South Armagh was a constituency of the Parliament of Northern Ireland.

Boundaries
South Armagh was a county constituency comprising the southern part of County Armagh. It was created when the House of Commons (Method of Voting and Redistribution of Seats) Act (Northern Ireland) 1929 introduced first-past-the-post elections throughout Northern Ireland. South Armagh was created by the division of Armagh into four new constituencies.

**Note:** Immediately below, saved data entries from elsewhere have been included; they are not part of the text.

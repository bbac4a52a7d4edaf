use std::collections::BTreeMap;
use std::path::Path;
use std::path::PathBuf;
use std::process;

use clap::Parser;
use interpolate_cli::Commands;
use interpolate_cli::InterpolateCli;
use interpolate_cli::OutputFormat;
use interpolate_core::ApplyReport;
use interpolate_core::Compilation;
use interpolate_core::DefaultReplacer;
use interpolate_core::InterpolateConfig;
use interpolate_core::InterpolateError;
use interpolate_core::Interpolator;
use owo_colors::OwoColorize;
use similar::ChangeTag;
use similar::TextDiff;
use tracing_subscriber::EnvFilter;

static USE_COLOR: std::sync::atomic::AtomicBool = std::sync::atomic::AtomicBool::new(true);

const SAMPLE_CONFIG: &str = r#"# interpolate configuration

# Directory holding the build output, relative to the project root.
output = "dist"

# Working directory for the builtin package.json and git lookups.
# context = "."

# Assets larger than this many bytes are left alone.
# max_file_size = 10485760

# Builtin %packageJson.*% and %GIT_*% replacements skip source maps unless
# `exclude` is set here.
# [builtin]
# include = "assets/"
# exclude = { regex = "\\.map$" }

# User replacements run before the builtin ones.
# [[replacements]]
# pattern = "%APP_NAME%"
# value = "my-app"
# exclude = ".map"
#
# [[replacements]]
# pattern = { regex = "__BUILD_(\\w+)__" }
# value = "stamped"
"#;

fn color_enabled() -> bool {
	USE_COLOR.load(std::sync::atomic::Ordering::Relaxed)
}

/// Apply ANSI color codes only when color is enabled.
macro_rules! colored {
	($text:expr,red) => {
		if color_enabled() {
			format!("{}", $text.red())
		} else {
			format!("{}", $text)
		}
	};
	($text:expr,green) => {
		if color_enabled() {
			format!("{}", $text.green())
		} else {
			format!("{}", $text)
		}
	};
	($text:expr,yellow) => {
		if color_enabled() {
			format!("{}", $text.yellow())
		} else {
			format!("{}", $text)
		}
	};
	($text:expr,dimmed) => {
		if color_enabled() {
			format!("{}", $text.dimmed())
		} else {
			format!("{}", $text)
		}
	};
	($text:expr,bold) => {
		if color_enabled() {
			format!("{}", $text.bold())
		} else {
			format!("{}", $text)
		}
	};
}

fn main() {
	let args = InterpolateCli::parse();

	// Respect NO_COLOR env var and --no-color flag.
	let use_color = !args.no_color && std::env::var_os("NO_COLOR").is_none();
	if !use_color {
		USE_COLOR.store(false, std::sync::atomic::Ordering::Relaxed);
	}

	init_tracing(args.verbose, use_color);

	// Install miette's fancy handler for rich error diagnostics.
	miette::set_hook(Box::new(move |_| {
		Box::new(
			miette::MietteHandlerOpts::new()
				.color(use_color)
				.unicode(use_color)
				.build(),
		)
	}))
	.ok();

	let result = match &args.command {
		Some(Commands::Init) => run_init(&args),
		Some(Commands::Apply { out, dry_run, diff }) => {
			run_apply(&args, out.as_deref(), *dry_run, *diff)
		}
		Some(Commands::Define { format }) => run_define(&args, *format),
		Some(Commands::Rules { format }) => run_rules(&args, *format),
		None => {
			eprintln!("No subcommand specified. Run `interpolate --help` for usage.");
			process::exit(1);
		}
	};

	if let Err(e) = result {
		match e.downcast::<InterpolateError>() {
			Ok(error) => {
				let report: miette::Report = (*error).into();
				eprintln!("{report:?}");
			}
			Err(e) => {
				eprintln!("{} {e}", colored!("error:", red));
			}
		}
		process::exit(2);
	}
}

/// Log to stderr. `--verbose` shows debug events, otherwise `RUST_LOG`
/// decides and warnings are the default.
fn init_tracing(verbose: bool, use_color: bool) {
	let filter = if verbose {
		EnvFilter::new("debug")
	} else {
		EnvFilter::try_from_default_env().unwrap_or_else(|_| EnvFilter::new("warn"))
	};

	tracing_subscriber::fmt()
		.with_env_filter(filter)
		.with_writer(std::io::stderr)
		.with_ansi(use_color)
		.without_time()
		.try_init()
		.ok();
}

fn resolve_root(args: &InterpolateCli) -> PathBuf {
	match &args.path {
		Some(path) => std::path::absolute(path).unwrap_or_else(|_| path.clone()),
		None => std::env::current_dir().unwrap_or_else(|_| PathBuf::from(".")),
	}
}

fn load_config(root: &Path) -> Result<InterpolateConfig, InterpolateError> {
	let config = InterpolateConfig::load(root)?;
	if config.is_none() {
		tracing::debug!(root = %root.display(), "no config file found, using defaults");
	}

	Ok(config.unwrap_or_default())
}

fn run_init(args: &InterpolateCli) -> Result<(), Box<dyn std::error::Error>> {
	let root = resolve_root(args);

	if let Some(existing) = InterpolateConfig::resolve_path(&root) {
		println!("Config file already exists: {}", existing.display());
		return Ok(());
	}

	let config_path = root.join("interpolate.toml");
	std::fs::write(&config_path, SAMPLE_CONFIG)?;
	println!("Created config file: {}", config_path.display());
	println!();
	println!("Next steps:");
	println!("  1. Add placeholders such as %packageJson.version% or %GIT_REV% to your sources");
	println!("  2. Build your project into the `output` directory");
	println!("  3. Run `interpolate apply` to stamp the build output");

	Ok(())
}

fn run_apply(
	args: &InterpolateCli,
	out: Option<&Path>,
	dry_run: bool,
	show_diff: bool,
) -> Result<(), Box<dyn std::error::Error>> {
	let has_failures = run_apply_once(args, out, dry_run, show_diff)?;

	if has_failures {
		process::exit(1);
	}

	Ok(())
}

fn run_apply_once(
	args: &InterpolateCli,
	out: Option<&Path>,
	dry_run: bool,
	show_diff: bool,
) -> Result<bool, Box<dyn std::error::Error>> {
	let root = resolve_root(args);
	let config = load_config(&root)?;
	let output_dir = config.output_dir(&root);

	if !output_dir.is_dir() {
		return Err(format!("output directory not found: {}", output_dir.display()).into());
	}

	let mut compilation = Compilation::from_dir(&root, &output_dir, config.max_file_size)?;
	let originals: BTreeMap<String, String> = if show_diff {
		compilation
			.assets
			.iter()
			.filter_map(|(name, source)| Some((name.clone(), source.text()?.into_owned())))
			.collect()
	} else {
		BTreeMap::new()
	};

	let interpolator = Interpolator::new(DefaultReplacer::new(config.replacer));
	let rt = tokio::runtime::Runtime::new()?;
	let report = rt.block_on(interpolator.apply(&mut compilation))?;

	print_asset_errors(&report, &output_dir, &root);
	print_skipped(&compilation, config.max_file_size);

	if !dry_run {
		let target = out.map_or_else(|| output_dir.clone(), |out| root.join(out));
		if target == output_dir {
			compilation.write_assets(&target, &report.replaced)?;
		} else {
			compilation.write_assets(&target, compilation.assets.keys())?;
			compilation.copy_skipped(&output_dir, &target)?;
		}
	}

	if report.replaced.is_empty() {
		println!("No placeholders found in {} asset(s).", report.untouched.len());
		return Ok(!report.is_ok());
	}

	if dry_run {
		println!("Dry run: would update {} asset(s):", report.replaced.len());
	} else {
		println!(
			"Updated {} of {} asset(s).",
			report.replaced.len(),
			report.replaced.len() + report.untouched.len()
		);
	}

	if dry_run || args.verbose || show_diff {
		for name in &report.replaced {
			let rel = make_relative(&output_dir.join(name), &root);
			println!("  {rel}");

			if show_diff {
				let current = originals.get(name).map_or("", String::as_str);
				let expected = compilation
					.asset(name)
					.and_then(|source| source.text())
					.unwrap_or_default();
				print_diff(current, &expected);
			}
		}
	}

	Ok(!report.is_ok())
}

fn print_asset_errors(report: &ApplyReport, output_dir: &Path, root: &Path) {
	if report.is_ok() {
		return;
	}

	eprintln!(
		"{} {} asset(s) could not be processed:",
		colored!("error:", red),
		report.errors.len()
	);
	for failure in &report.errors {
		let rel = make_relative(&output_dir.join(&failure.filename), root);
		eprintln!("  {rel}: {}", failure.error);
	}
}

fn print_skipped(compilation: &Compilation, max_file_size: u64) {
	if compilation.skipped.is_empty() {
		return;
	}

	eprintln!(
		"{} {} asset(s) larger than {max_file_size} bytes were left unchanged:",
		colored!("warning:", yellow),
		compilation.skipped.len()
	);
	for name in &compilation.skipped {
		eprintln!("  {name}");
	}
}

fn run_define(args: &InterpolateCli, format: OutputFormat) -> Result<(), Box<dyn std::error::Error>> {
	let root = resolve_root(args);
	let config = load_config(&root)?;
	let replacer = DefaultReplacer::new(config.replacer);

	let rt = tokio::runtime::Runtime::new()?;
	let define = rt.block_on(replacer.define_options(&root));

	match format {
		OutputFormat::Json => {
			println!("{}", serde_json::json!(define));
		}
		OutputFormat::Text => {
			println!("{}", colored!("Builtin replacements:", bold));
			for (key, value) in &define {
				let placeholder = format!("%{key}%");
				if value.is_empty() {
					println!("  {placeholder:<32} {}", colored!("(empty, not replaced)", dimmed));
				} else {
					println!("  {placeholder:<32} {value}");
				}
			}
		}
	}

	Ok(())
}

fn run_rules(args: &InterpolateCli, format: OutputFormat) -> Result<(), Box<dyn std::error::Error>> {
	let root = resolve_root(args);
	let config = load_config(&root)?;
	let replacer = DefaultReplacer::new(config.replacer);
	let compilation = Compilation::new(&root);

	let rt = tokio::runtime::Runtime::new()?;
	let rules = rt.block_on(replacer.rules(compilation.info()))?;

	match format {
		OutputFormat::Json => {
			let entries: Vec<serde_json::Value> = rules
				.iter()
				.map(|rule| {
					serde_json::json!({
						"origin": rule.origin.to_string(),
						"pattern": rule.pattern.as_str(),
						"value": rule.value.as_literal(),
					})
				})
				.collect();
			println!("{}", serde_json::json!(entries));
		}
		OutputFormat::Text => {
			if rules.is_empty() {
				println!("No replacement rules.");
				return Ok(());
			}

			println!("{}", colored!("Replacement rules:", bold));
			for (index, rule) in rules.iter().enumerate() {
				println!(
					"  {:>3}. {:<8} {} {} {}",
					index + 1,
					colored!(format!("[{}]", rule.origin), dimmed),
					rule.pattern.as_str(),
					colored!("->", dimmed),
					rule.value
				);
			}
		}
	}

	Ok(())
}

fn print_diff(current: &str, expected: &str) {
	let diff = TextDiff::from_lines(current, expected);
	for change in diff.iter_all_changes() {
		match change.tag() {
			ChangeTag::Delete => {
				print!("    {}", colored!(format!("-{change}"), red));
			}
			ChangeTag::Insert => {
				print!("    {}", colored!(format!("+{change}"), green));
			}
			ChangeTag::Equal => {
				print!("     {change}");
			}
		}
	}
}

/// Make a path relative to root for display purposes.
fn make_relative(path: &Path, root: &Path) -> String {
	path.strip_prefix(root)
		.unwrap_or(path)
		.display()
		.to_string()
}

The constituency survived unchanged, returning one Member of Parliament, until the Parliament of Northern Ireland was temporarily suspended in 1972, and then formally abolished in 1973.

The seat was made up from parts of the rural districts of Armagh and Newry, with the town of Keady.

Politics 
The seat had a significant Nationalist majority, but Labour candidates were sometimes polled well.

The remainder of contested elections involved candidates of different Nationalist persuasions.

Members of Parliament

Election results 

At the 1938 Northern Ireland general election, Paddy Agnew was elected unopposed.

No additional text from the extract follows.